Extracted material:
◇ ◇ ◇
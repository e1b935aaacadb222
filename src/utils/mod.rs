pub mod errors;

pub use errors::{StreamError, StreamResult};
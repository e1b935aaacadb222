use std::time::Duration;

use super::ContentId;

/// Opaque navigation token handed to the navigator.
#[derive(Debug, Clone, PartialEq)]
pub enum Destination {
    NowPlaying,
    ExternalPlayer {
        start_position: Duration,
    },
    ExternalStreamSelector {
        content_id: ContentId,
        item_index: usize,
        start_position: Option<Duration>,
    },
    VideoPlayer {
        item_index: usize,
        start_position: Option<Duration>,
        stream_url: Option<String>,
    },
    LegacyVideoPlayer {
        item_index: usize,
        start_position: Option<Duration>,
        stream_url: Option<String>,
    },
}

/// Outcome of routing one playback request.
#[derive(Debug, Clone, PartialEq)]
pub enum NavigationDecision {
    NoOp,
    PlayAudioQueue,
    ExternalPlayerLaunch {
        start_position: Duration,
    },
    StreamSelectorLaunch {
        content_id: ContentId,
        item_index: usize,
        start_position: Option<Duration>,
        replace: bool,
    },
    NewVideoPlayerLaunch {
        item_index: usize,
        start_position: Option<Duration>,
        replace: bool,
        stream_url: Option<String>,
    },
    LegacyVideoPlayerLaunch {
        item_index: usize,
        start_position: Option<Duration>,
        replace: bool,
        stream_url: Option<String>,
    },
}

impl NavigationDecision {
    /// Destination and replace flag to navigate to, if any.
    pub fn destination(&self) -> Option<(Destination, bool)> {
        match self {
            NavigationDecision::NoOp => None,
            NavigationDecision::PlayAudioQueue => Some((Destination::NowPlaying, false)),
            NavigationDecision::ExternalPlayerLaunch { start_position } => Some((
                Destination::ExternalPlayer {
                    start_position: *start_position,
                },
                false,
            )),
            NavigationDecision::StreamSelectorLaunch {
                content_id,
                item_index,
                start_position,
                replace,
            } => Some((
                Destination::ExternalStreamSelector {
                    content_id: content_id.clone(),
                    item_index: *item_index,
                    start_position: *start_position,
                },
                *replace,
            )),
            NavigationDecision::NewVideoPlayerLaunch {
                item_index,
                start_position,
                replace,
                stream_url,
            } => Some((
                Destination::VideoPlayer {
                    item_index: *item_index,
                    start_position: *start_position,
                    stream_url: stream_url.clone(),
                },
                *replace,
            )),
            NavigationDecision::LegacyVideoPlayerLaunch {
                item_index,
                start_position,
                replace,
                stream_url,
            } => Some((
                Destination::LegacyVideoPlayer {
                    item_index: *item_index,
                    start_position: *start_position,
                    stream_url: stream_url.clone(),
                },
                *replace,
            )),
        }
    }
}
pub mod property;
pub mod traits;

pub use property::{Property, PropertySubscriber};
pub use traits::{AudioQueue, Navigator, VideoQueue};
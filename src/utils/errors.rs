use thiserror::Error;

pub type StreamResult<T> = std::result::Result<T, StreamError>;

/// Failures surfaced by the external stream service client.
#[derive(Error, Debug, Clone, PartialEq, Eq)]
pub enum StreamError {
    /// Transport failure, timeout or non-success HTTP status
    #[error("{0}")]
    Network(String),

    /// The body could not be decoded into the expected envelope
    #[error("Malformed response: {0}")]
    MalformedResponse(String),

    /// The request succeeded but the payload is unusable
    #[error("{0}")]
    Semantic(String),

    #[error("Invalid configuration: {0}")]
    InvalidConfig(String),
}

impl StreamError {
    pub fn from_transport(err: reqwest::Error) -> Self {
        if err.is_timeout() {
            Self::Network(format!("Request timed out: {}", err))
        } else if err.is_connect() {
            Self::Network(format!("Failed to connect to server: {}", err))
        } else {
            Self::Network(err.to_string())
        }
    }

    pub fn http_status(status: reqwest::StatusCode) -> Self {
        Self::Network(format!("HTTP error: {}", status))
    }
}

impl From<serde_json::Error> for StreamError {
    fn from(err: serde_json::Error) -> Self {
        Self::MalformedResponse(err.to_string())
    }
}
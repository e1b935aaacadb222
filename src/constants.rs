// Shared constants for playback routing and the external stream service

// === Provider identifiers ===
/// Provider id key under which catalog items carry their external stream content id
pub const EXTERNAL_STREAM_PROVIDER_KEY: &str = "sc";

// === External stream service ===
pub const DEFAULT_EXTERNAL_STREAMS_URL: &str = "http://127.0.0.1:3000";
pub const DEFAULT_CONNECT_TIMEOUT_SECS: u64 = 10;
pub const DEFAULT_READ_TIMEOUT_SECS: u64 = 10;

/// Status reported by the resolve endpoint when a playable URL was produced
pub const RESOLVE_STATUS_OK: &str = "ok";
pub const RESOLVE_FAILED_MESSAGE: &str = "Failed to resolve stream";
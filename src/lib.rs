// Playback routing and external stream selection, shared by the CLI in src/main.rs

pub mod backends;
pub mod config;
pub mod constants;
pub mod core;
pub mod models;
pub mod services;
pub mod utils;

pub use backends::{ExternalStreamApi, StreamResolver};
pub use config::{Config, PlaybackConfig};
pub use services::{
    PlaybackRouter, SelectorState, StreamSelectionCoordinator, StreamSelectorController,
};
pub use utils::{StreamError, StreamResult};
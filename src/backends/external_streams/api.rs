use async_trait::async_trait;
use serde::de::DeserializeOwned;
use std::time::Duration;
use tracing::{debug, error, info};
use url::Url;

use super::types::{ExternalStream, ExternalStreamsResponse, ResolveResponse};
use crate::backends::traits::StreamResolver;
use crate::config::ExternalStreamsConfig;
use crate::models::ContentId;
use crate::utils::{StreamError, StreamResult};

/// Client for the external stream resolution service.
///
/// Stateless apart from the pooled HTTP connection: every call is a plain GET
/// and nothing is retried.
#[derive(Debug, Clone)]
pub struct ExternalStreamApi {
    client: reqwest::Client,
    base_url: Url,
}

impl ExternalStreamApi {
    pub fn new(config: &ExternalStreamsConfig) -> StreamResult<Self> {
        Self::with_timeouts(
            &config.base_url,
            config.connect_timeout(),
            config.read_timeout(),
        )
    }

    pub fn with_timeouts(
        base_url: &str,
        connect_timeout: Duration,
        read_timeout: Duration,
    ) -> StreamResult<Self> {
        let base_url = Url::parse(base_url.trim())
            .map_err(|e| StreamError::InvalidConfig(format!("{}: {}", base_url, e)))?;
        if base_url.cannot_be_a_base() {
            return Err(StreamError::InvalidConfig(format!(
                "{} cannot be used as a base URL",
                base_url
            )));
        }

        let client = reqwest::Client::builder()
            .connect_timeout(connect_timeout)
            .read_timeout(read_timeout)
            .build()
            .map_err(|e| StreamError::InvalidConfig(format!("Failed to create HTTP client: {}", e)))?;

        Ok(Self { client, base_url })
    }

    fn endpoint(&self, segments: &[&str]) -> StreamResult<Url> {
        let mut url = self.base_url.clone();
        url.path_segments_mut()
            .map_err(|_| {
                StreamError::InvalidConfig(format!("{} cannot be used as a base URL", self.base_url))
            })?
            .pop_if_empty()
            .extend(segments);
        Ok(url)
    }

    async fn get_json<T: DeserializeOwned>(&self, url: Url) -> StreamResult<T> {
        debug!("GET {}", url);

        let response = self
            .client
            .get(url)
            .send()
            .await
            .map_err(StreamError::from_transport)?;

        let status = response.status();
        if !status.is_success() {
            return Err(StreamError::http_status(status));
        }

        let body = response.text().await.map_err(StreamError::from_transport)?;
        debug!("Response body: {}", body);

        Ok(serde_json::from_str(&body)?)
    }

    pub async fn get_streams(&self, content_id: &ContentId) -> StreamResult<Vec<ExternalStream>> {
        let url = self.endpoint(&["streams", content_id.as_str()])?;

        match self.get_json::<ExternalStreamsResponse>(url).await {
            Ok(response) => {
                info!(
                    "Received {} candidate streams for {}",
                    response.strms.len(),
                    content_id
                );
                Ok(response.strms)
            }
            Err(e) => {
                error!("Failed to get streams for {}: {}", content_id, e);
                Err(e)
            }
        }
    }

    pub async fn resolve_stream(
        &self,
        content_id: &ContentId,
        stream_index: usize,
    ) -> StreamResult<ResolveResponse> {
        let mut url = self.endpoint(&["resolve", content_id.as_str()])?;
        url.query_pairs_mut()
            .append_pair("stream", &stream_index.to_string());

        match self.get_json::<ResolveResponse>(url).await {
            Ok(response) => {
                info!(
                    "Resolve of {} stream {} returned status '{}'",
                    content_id, stream_index, response.status
                );
                Ok(response)
            }
            Err(e) => {
                error!(
                    "Failed to resolve stream {} for {}: {}",
                    stream_index, content_id, e
                );
                Err(e)
            }
        }
    }
}

#[async_trait]
impl StreamResolver for ExternalStreamApi {
    async fn list_streams(&self, content_id: &ContentId) -> StreamResult<Vec<ExternalStream>> {
        self.get_streams(content_id).await
    }

    async fn resolve_stream(
        &self,
        content_id: &ContentId,
        index: usize,
    ) -> StreamResult<ResolveResponse> {
        ExternalStreamApi::resolve_stream(self, content_id, index).await
    }
}
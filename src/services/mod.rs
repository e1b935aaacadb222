pub mod playback_router;
pub mod stream_selection;
pub mod stream_selector;

pub use playback_router::PlaybackRouter;
pub use stream_selection::{SelectorState, StreamSelectionCoordinator};
pub use stream_selector::StreamSelectorController;
use std::sync::Mutex;
use std::sync::atomic::{AtomicUsize, Ordering};

use stream_launcher::core::{AudioQueue, Navigator, VideoQueue};
use stream_launcher::models::{Destination, MediaItem};

#[derive(Default)]
pub struct RecordingQueue {
    pub video: Mutex<Vec<(Vec<MediaItem>, usize)>>,
    pub audio: Mutex<Vec<(Vec<MediaItem>, usize, bool)>>,
}

impl VideoQueue for RecordingQueue {
    fn set_queue(&self, items: Vec<MediaItem>, position: usize) {
        self.video.lock().unwrap().push((items, position));
    }
}

impl AudioQueue for RecordingQueue {
    fn play_now(&self, items: Vec<MediaItem>, position: usize, shuffle: bool) {
        self.audio.lock().unwrap().push((items, position, shuffle));
    }
}

#[derive(Default)]
pub struct RecordingNavigator {
    pub navigations: Mutex<Vec<(Destination, bool)>>,
    back_count: AtomicUsize,
}

impl RecordingNavigator {
    pub fn navigations(&self) -> Vec<(Destination, bool)> {
        self.navigations.lock().unwrap().clone()
    }

    pub fn back_count(&self) -> usize {
        self.back_count.load(Ordering::SeqCst)
    }
}

impl Navigator for RecordingNavigator {
    fn navigate(&self, destination: Destination, replace: bool) {
        self.navigations.lock().unwrap().push((destination, replace));
    }

    fn go_back(&self) {
        self.back_count.fetch_add(1, Ordering::SeqCst);
    }
}
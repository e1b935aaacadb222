pub mod mocks;

use serde_json::{Value, json};
use std::sync::Arc;

use stream_launcher::PlaybackRouter;

use mocks::{RecordingNavigator, RecordingQueue};

pub struct TestApp {
    pub router: Arc<PlaybackRouter>,
    pub queue: Arc<RecordingQueue>,
    pub navigator: Arc<RecordingNavigator>,
}

impl TestApp {
    pub fn new() -> Self {
        let queue = Arc::new(RecordingQueue::default());
        let navigator = Arc::new(RecordingNavigator::default());
        let router = Arc::new(PlaybackRouter::new(
            queue.clone(),
            queue.clone(),
            navigator.clone(),
        ));
        Self {
            router,
            queue,
            navigator,
        }
    }
}

/// Two-candidate listing as returned by the stream service.
pub fn streams_body() -> Value {
    json!({
        "strms": [
            {
                "title": "Movie.2019.1080p",
                "provider": "webshare",
                "quality": "1080p",
                "lang": "CZ",
                "size": "4.2 GB",
                "sid": "s-1080",
                "sinfo": true,
                "linfo": ["cs", "en"],
                "stream_info": {
                    "video": {"codec": "h264", "width": 1920, "height": 1080, "duration": 7200},
                    "audio": {"codec": "ac3", "channels": 6},
                    "langs": {"CZ": 1, "EN": 1},
                    "HEVC": 0
                },
                "subs": [{"lang": "cs"}]
            },
            {
                "title": "Movie.2019.2160p",
                "provider": "webshare",
                "quality": "4K",
                "lang": "EN",
                "size": "18 GB",
                "sid": "s-2160",
                "stream_info": {"HEVC": 1, "fps": 23.976},
                "notifications": "none"
            }
        ]
    })
}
◇ ◇ ◇
Exercise: If a line in the records above contains "lock", copy that line.

Task response:
        self.video.lock().unwrap().push((items, position));
        self.audio.lock().unwrap().push((items, position, shuffle));
        self.navigations.lock().unwrap().clone()
        self.navigations.lock().unwrap().push((destination, replace));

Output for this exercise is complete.